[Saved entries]

⁂

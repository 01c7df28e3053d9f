use std::time::Duration;

/// Transport-level failures. None of these are fatal to the router: sends
/// are abandoned per-peer and stream links are retried on the reconnect
/// tick.
#[derive(Debug, thiserror::Error)]
pub enum TransportError {
    #[error("i/o: {0}")]
    Io(#[from] std::io::Error),

    #[error("connect to {addr} timed out after {timeout:?}")]
    ConnectTimeout { addr: String, timeout: Duration },

    #[error("frame of {0} bytes exceeds the wire limit")]
    Oversize(usize),

    #[error("broker refused {command}: {reply}")]
    BrokerRefused { command: String, reply: String },

    #[error("malformed broker reply: {0}")]
    Protocol(String),

    #[error("connection closed")]
    Closed,
}
//! Node identifiers and packet destinations.

use std::fmt;

use serde::{Deserialize, Serialize};

/// Identifier of one router in the network.
///
/// Ids are short opaque strings taken from the topology file. The derived
/// `Ord` (lexicographic) is the deterministic order used by every tie-break
/// in the routing code.
#[derive(Debug, Clone, PartialEq, Eq, PartialOrd, Ord, Hash, Serialize, Deserialize)]
#[serde(transparent)]
pub struct NodeId(String);

impl NodeId {
    pub fn new(id: impl Into<String>) -> Self {
        Self(id.into())
    }

    pub fn as_str(&self) -> &str {
        &self.0
    }
}

impl fmt::Display for NodeId {
    fn fmt(&self, f: &mut fmt::Formatter<'_>) -> fmt::Result {
        f.write_str(&self.0)
    }
}

impl From<&str> for NodeId {
    fn from(id: &str) -> Self {
        Self(id.to_owned())
    }
}

impl From<String> for NodeId {
    fn from(id: String) -> Self {
        Self(id)
    }
}

/// The `to` field of a packet: a concrete node or one of the reserved
/// group addresses.
#[derive(Debug, Clone, PartialEq, Eq, Hash, Serialize, Deserialize)]
#[serde(from = "String", into = "String")]
pub enum Destination {
    Node(NodeId),
    Broadcast,
    Multicast,
}

impl Destination {
    /// Broadcast and multicast packets take the group path through the
    /// engine; everything else is unicast.
    pub fn is_group(&self) -> bool {
        matches!(self, Self::Broadcast | Self::Multicast)
    }

    pub fn node(&self) -> Option<&NodeId> {
        match self {
            Self::Node(id) => Some(id),
            _ => None,
        }
    }
}

impl From<String> for Destination {
    fn from(raw: String) -> Self {
        match raw.as_str() {
            "broadcast" => Self::Broadcast,
            "multicast" => Self::Multicast,
            _ => Self::Node(NodeId(raw)),
        }
    }
}

impl From<Destination> for String {
    fn from(dest: Destination) -> Self {
        match dest {
            Destination::Node(id) => id.0,
            Destination::Broadcast => "broadcast".to_owned(),
            Destination::Multicast => "multicast".to_owned(),
        }
    }
}

impl From<NodeId> for Destination {
    fn from(id: NodeId) -> Self {
        Self::Node(id)
    }
}

impl fmt::Display for Destination {
    fn fmt(&self, f: &mut fmt::Formatter<'_>) -> fmt::Result {
        match self {
            Self::Node(id) => f.write_str(id.as_str()),
            Self::Broadcast => f.write_str("broadcast"),
            Self::Multicast => f.write_str("multicast"),
        }
    }
}

#[cfg(test)]
mod tests {
    use super::*;

    #[test]
    fn destination_parses_reserved_names() {
        assert_eq!(Destination::from("broadcast".to_owned()), Destination::Broadcast);
        assert_eq!(Destination::from("multicast".to_owned()), Destination::Multicast);
        assert_eq!(
            Destination::from("r7".to_owned()),
            Destination::Node(NodeId::from("r7"))
        );
    }

    #[test]
    fn destination_roundtrips_through_json() {
        let dest: Destination = serde_json::from_str("\"broadcast\"").expect("decode");
        assert!(dest.is_group());
        assert_eq!(serde_json::to_string(&dest).expect("encode"), "\"broadcast\"");

        let dest: Destination = serde_json::from_str("\"b\"").expect("decode");
        assert_eq!(dest.node(), Some(&NodeId::from("b")));
    }

    #[test]
    fn node_ids_order_lexicographically() {
        let mut ids = vec![NodeId::from("c"), NodeId::from("a"), NodeId::from("b")];
        ids.sort();
        assert_eq!(ids, vec![NodeId::from("a"), NodeId::from("b"), NodeId::from("c")]);
    }
}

⁂

_WHAT YOU NEED TO DO_. Every record above must be duplicated exactly.

_YOUR SOLUTION_.
repository 01c7df28e3053d9f
use std::time::Duration;

/// Transport-level failures. None of these are fatal to the router: sends
/// are abandoned per-peer and stream links are retried on the reconnect
/// tick.
#[derive(Debug, thiserror::Error)]
pub enum TransportError {
    #[error("i/o: {0}")]
    Io(#[from] std::io::Error),

    #[error("connect to {addr} timed out after {timeout:?}")]
    ConnectTimeout { addr: String, timeout: Duration },

    #[error("frame of {0} bytes exceeds the wire limit")]
    Oversize(usize),

    #[error("broker refused {command}: {reply}")]
    BrokerRefused { command: String, reply: String },

    #[error("malformed broker reply: {0}")]
    Protocol(String),

    #[error("connection closed")]
    Closed,
}
//! Node identifiers and packet destinations.

use std::fmt;

use serde::{Deserialize, Serialize};

/// Identifier of one router in the network.
///
/// Ids are short opaque strings taken from the topology file. The derived
/// `Ord` (lexicographic) is the deterministic order used by every tie-break
/// in the routing code.
#[derive(Debug, Clone, PartialEq, Eq, PartialOrd, Ord, Hash, Serialize, Deserialize)]
#[serde(transparent)]
pub struct NodeId(String);

impl NodeId {
    pub fn new(id: impl Into<String>) -> Self {
        Self(id.into())
    }

    pub fn as_str(&self) -> &str {
        &self.0
    }
}

impl fmt::Display for NodeId {
    fn fmt(&self, f: &mut fmt::Formatter<'_>) -> fmt::Result {
        f.write_str(&self.0)
    }
}

impl From<&str> for NodeId {
    fn from(id: &str) -> Self {
        Self(id.to_owned())
    }
}

impl From<String> for NodeId {
    fn from(id: String) -> Self {
        Self(id)
    }
}

/// The `to` field of a packet: a concrete node or one of the reserved
/// group addresses.
#[derive(Debug, Clone, PartialEq, Eq, Hash, Serialize, Deserialize)]
#[serde(from = "String", into = "String")]
pub enum Destination {
    Node(NodeId),
    Broadcast,
    Multicast,
}

impl Destination {
    /// Broadcast and multicast packets take the group path through the
    /// engine; everything else is unicast.
    pub fn is_group(&self) -> bool {
        matches!(self, Self::Broadcast | Self::Multicast)
    }

    pub fn node(&self) -> Option<&NodeId> {
        match self {
            Self::Node(id) => Some(id),
            _ => None,
        }
    }
}

impl From<String> for Destination {
    fn from(raw: String) -> Self {
        match raw.as_str() {
            "broadcast" => Self::Broadcast,
            "multicast" => Self::Multicast,
            _ => Self::Node(NodeId(raw)),
        }
    }
}

impl From<Destination> for String {
    fn from(dest: Destination) -> Self {
        match dest {
            Destination::Node(id) => id.0,
            Destination::Broadcast => "broadcast".to_owned(),
            Destination::Multicast => "multicast".to_owned(),
        }
    }
}

impl From<NodeId> for Destination {
    fn from(id: NodeId) -> Self {
        Self::Node(id)
    }
}

impl fmt::Display for Destination {
    fn fmt(&self, f: &mut fmt::Formatter<'_>) -> fmt::Result {
        match self {
            Self::Node(id) => f.write_str(id.as_str()),
            Self::Broadcast => f.write_str("broadcast"),
            Self::Multicast => f.write_str("multicast"),
        }
    }
}

#[cfg(test)]
mod tests {
    use super::*;

    #[test]
    fn destination_parses_reserved_names() {
        assert_eq!(Destination::from("broadcast".to_owned()), Destination::Broadcast);
        assert_eq!(Destination::from("multicast".to_owned()), Destination::Multicast);
        assert_eq!(
            Destination::from("r7".to_owned()),
            Destination::Node(NodeId::from("r7"))
        );
    }

    #[test]
    fn destination_roundtrips_through_json() {
        let dest: Destination = serde_json::from_str("\"broadcast\"").expect("decode");
        assert!(dest.is_group());
        assert_eq!(serde_json::to_string(&dest).expect("encode"), "\"broadcast\"");

        let dest: Destination = serde_json::from_str("\"b\"").expect("decode");
        assert_eq!(dest.node(), Some(&NodeId::from("b")));
    }

    #[test]
    fn node_ids_order_lexicographically() {
        let mut ids = vec![NodeId::from("c"), NodeId::from("a"), NodeId::from("b")];
        ids.sort();
        assert_eq!(ids, vec![NodeId::from("a"), NodeId::from("b"), NodeId::from("c")]);
    }
}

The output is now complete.